Among the most promising approaches is the green synthesis of nanomaterials using citrus peel extracts, which act as reducing and stabilizing agents. Compared to conventional chemical synthesis methods, this strategy offers advantages such as reduced toxicity, environmental compatibility, and cost-effectiveness. Studies have demonstrated successful fabrication of various nanomaterials, including carbon-based nanostructures, metallic and plasmonic NPs, metal oxide NPs, and polymeric nanomaterials, using citrus peel extracts. These nanomaterials have been investigated for potential applications in drug delivery, antimicrobial therapies, wound healing, water treatment, and biosensing.

In parallel, citrus peels serve as a valuable source of bioactive compounds, notably flavonoids, EOs, polyphenols, and dietary fibers, that exhibit antioxidant, antimicrobial, and anti-inflammatory activities. These compounds can be directly applied or encapsulated within nanocarriers to improve their stability, bioavailability, and targeted ability in diverse fields, including pharmaceuticals, nutraceuticals, food packaging, and cosmeceuticals.

Despite the growing body of literature supporting the value of citrus peel-derived nanomaterials and bioactives, several challenges must be addressed to facilitate broader industrial and clinical adoption, including scalability (developing robust, reproducible, and cost-effective green synthesis methods suitable for large-scale NPs production), comprehensive characterization (standardizing protocols for evaluating physicochemical properties such as size, surface charge, stability of the synthesized nanomaterials), in vivo validation (conducting systematic preclinical studies to assess the biosafety, toxicity, and therapeutic efficacy of citrus peel-derived nanomaterials), expanding applications (exploring emerging uses in biosensors, catalysis, energy storage, and smart packaging), and life cycle analysis (implementing full cycling analysis models to assess the environmental and economic sustainability of citrus peel valorization approaches).

The valorization of citrus peel waste offers not only environmental benefits but also economic feasibility. Many of the reviewed studies demonstrated the use of simple, cost-effective extraction and synthesis methods, such as ethanol precipitation, hydrothermal treatments, and aqueous extraction, that eliminate the need for costly purification steps. Furthermore, by transforming low- or zero-cost waste streams into functional nanomaterials with high value in biomedicine, packaging, and remediation, these approaches support economically viable circular bioeconomy models.
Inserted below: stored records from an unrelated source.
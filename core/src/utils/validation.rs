// tools for validation of format config values

use std::{
    collections::HashMap,
    fmt::{self, Display},
};
use thiserror::Error;

#[derive(Debug, Clone, PartialEq, Eq)]
pub struct FieldError {
    field: String,
    // e.g. "required", "invalid_format"
    code: String,
    message: String,
    params: HashMap<String, String>,
}

impl Display for FieldError {
    fn fmt(&self, f: &mut fmt::Formatter<'_>) -> fmt::Result {
        if self.message.is_empty() {
            write!(f, "{}: {}", self.field, self.code)?;
        } else {
            write!(f, "{}", self.message)?;
        }
        for (key, value) in self.params.iter() {
            write!(f, " [{key}={value}]")?;
        }
        Ok(())
    }
}

impl FieldError {
    pub fn builder() -> FieldErrorBuilder<NoField> {
        FieldErrorBuilder {
            field: NoField {},
            code: String::new(),
            message: String::new(),
            params: HashMap::new(),
        }
    }

    pub fn get_field(&self) -> &str {
        &self.field
    }
}

#[derive(Debug, Clone, Error, Default, PartialEq, Eq)]
#[error("validation failed with {} error(s)", errors.len())]
pub struct ValidationErrors {
    pub errors: Vec<FieldError>,
}

impl From<FieldError> for ValidationErrors {
    fn from(value: FieldError) -> Self {
        Self {
            errors: vec![value],
        }
    }
}

impl ValidationErrors {
    pub fn new() -> Self {
        Self { errors: Vec::new() }
    }
    pub fn add(&mut self, err: FieldError) {
        self.errors.push(err);
    }
    pub fn is_empty(&self) -> bool {
        self.errors.is_empty()
    }
    pub fn into_result(self) -> Result<(), ValidationErrors> {
        if self.is_empty() { Ok(()) } else { Err(self) }
    }
}

pub struct NoField {}
pub struct Field(String);

pub struct FieldErrorBuilder<F> {
    field: F,
    code: String,
    message: String,
    params: HashMap<String, String>,
}

impl FieldErrorBuilder<NoField> {
    pub fn set_field(self, field: impl Into<String>) -> FieldErrorBuilder<Field> {
        FieldErrorBuilder {
            field: Field(field.into()),
            code: self.code,
            message: self.message,
            params: self.params,
        }
    }
}

impl FieldErrorBuilder<Field> {
    pub fn add_invalid_format(mut self) -> Self {
        self.code = "invalid_format".into();
        self
    }
    pub fn add_user_defined_code(mut self, code: &str) -> Self {
        self.code = code.into();
        self
    }
    pub fn add_message(mut self, message: impl Into<String>) -> Self {
        self.message = message.into();
        self
    }
    pub fn add_param(mut self, key: &str, value: impl Into<String>) -> Self {
        self.params.insert(key.into(), value.into());
        self
    }
    pub fn build(self) -> FieldError {
        FieldError {
            field: self.field.0,
            code: self.code,
            message: self.message,
            params: self.params,
        }
    }
}
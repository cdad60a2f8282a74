//! the one storage seam the engine requires (spec §6). Every operation the
//! bracket state machine performs against persistence goes through this
//! trait; `async fn` mirrors the teacher workspace's `ports::DatabasePort`
//! even though the concurrency model (spec §5) treats calls as
//! synchronous-per-worker — this lets a real façade share a connection
//! pool without the engine caring.

pub mod in_memory;

use async_trait::async_trait;

use crate::error::DbResult;
use crate::model::{
    BracketFormat, BracketFormatId, BracketRound, BracketRoundId, Entry, EntryId, Event, EventId,
    Fighter, FighterId, Match, MatchId, MatchStatus, WeightClass, WeightClassId,
};

#[async_trait]
pub trait StoragePort: Send + Sync {
    async fn get_fighter(&self, id: FighterId) -> DbResult<Fighter>;
    async fn update_fighter(&self, fighter: Fighter) -> DbResult<()>;
    async fn list_fighters(&self) -> DbResult<Vec<Fighter>>;

    async fn get_event(&self, id: EventId) -> DbResult<Event>;
    async fn list_events(&self) -> DbResult<Vec<Event>>;

    async fn get_entry(&self, id: EntryId) -> DbResult<Entry>;
    /// entries for `event_id`, optionally filtered by weight class, checked
    /// in only — the eligible-participant query of spec §4.4 `generateBracket`.
    async fn list_checked_in_entries(
        &self,
        event_id: EventId,
        weight_class_id: Option<WeightClassId>,
    ) -> DbResult<Vec<Entry>>;

    async fn get_weight_class(&self, id: WeightClassId) -> DbResult<WeightClass>;
    async fn list_weight_classes(&self) -> DbResult<Vec<WeightClass>>;

    async fn get_bracket_format(&self, id: BracketFormatId) -> DbResult<BracketFormat>;
    async fn insert_bracket_format(&self, bracket: BracketFormat) -> DbResult<()>;
    async fn update_bracket_format(&self, bracket: BracketFormat) -> DbResult<()>;
    async fn delete_bracket_format(&self, id: BracketFormatId) -> DbResult<()>;

    async fn get_round(&self, id: BracketRoundId) -> DbResult<BracketRound>;
    async fn insert_round(&self, round: BracketRound) -> DbResult<()>;
    async fn update_round(&self, round: BracketRound) -> DbResult<()>;
    async fn delete_round(&self, id: BracketRoundId) -> DbResult<()>;
    async fn list_rounds_by_bracket(&self, bracket_id: BracketFormatId) -> DbResult<Vec<BracketRound>>;

    async fn get_match(&self, id: MatchId) -> DbResult<Match>;
    async fn insert_match(&self, m: Match) -> DbResult<()>;
    async fn update_match(&self, m: Match) -> DbResult<()>;
    async fn delete_match(&self, id: MatchId) -> DbResult<()>;

    async fn list_matches_by_event(&self, event_id: EventId) -> DbResult<Vec<Match>>;
    async fn list_matches_by_round(&self, round_id: BracketRoundId) -> DbResult<Vec<Match>>;
    async fn list_matches_by_bracket(&self, bracket_id: BracketFormatId) -> DbResult<Vec<Match>>;
    async fn list_matches_by_status(&self, event_id: EventId, status: MatchStatus) -> DbResult<Vec<Match>>;
    async fn list_matches_by_fighter(&self, event_id: EventId, fighter_id: FighterId) -> DbResult<Vec<Match>>;
    /// matches depending on `match_id` in either slot (spec §4.4 propagation
    /// step 2).
    async fn list_dependents(&self, match_id: MatchId) -> DbResult<Vec<Match>>;
    /// every match with a non-null result, for the replay engine; ordering
    /// by (event date, match id) is applied by the caller once events are
    /// joined in, since this trait has no cross-entity join primitive.
    async fn list_completed_matches(&self) -> DbResult<Vec<Match>>;
}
In conclusion, citrus peel waste presents a viable and underutilized biomass for sustainable material development. Continued interdisciplinary research will be essential for optimizing these processes, understanding long-term implications, and translating laboratory findings into real-world solutions that align with circular economy principles and global sustainability goals.

Conflicts of interest

The authors declare no potential competing interests.

Data availability

No primary research results, software or code have been included and no new data were generated or analysed as part of this review.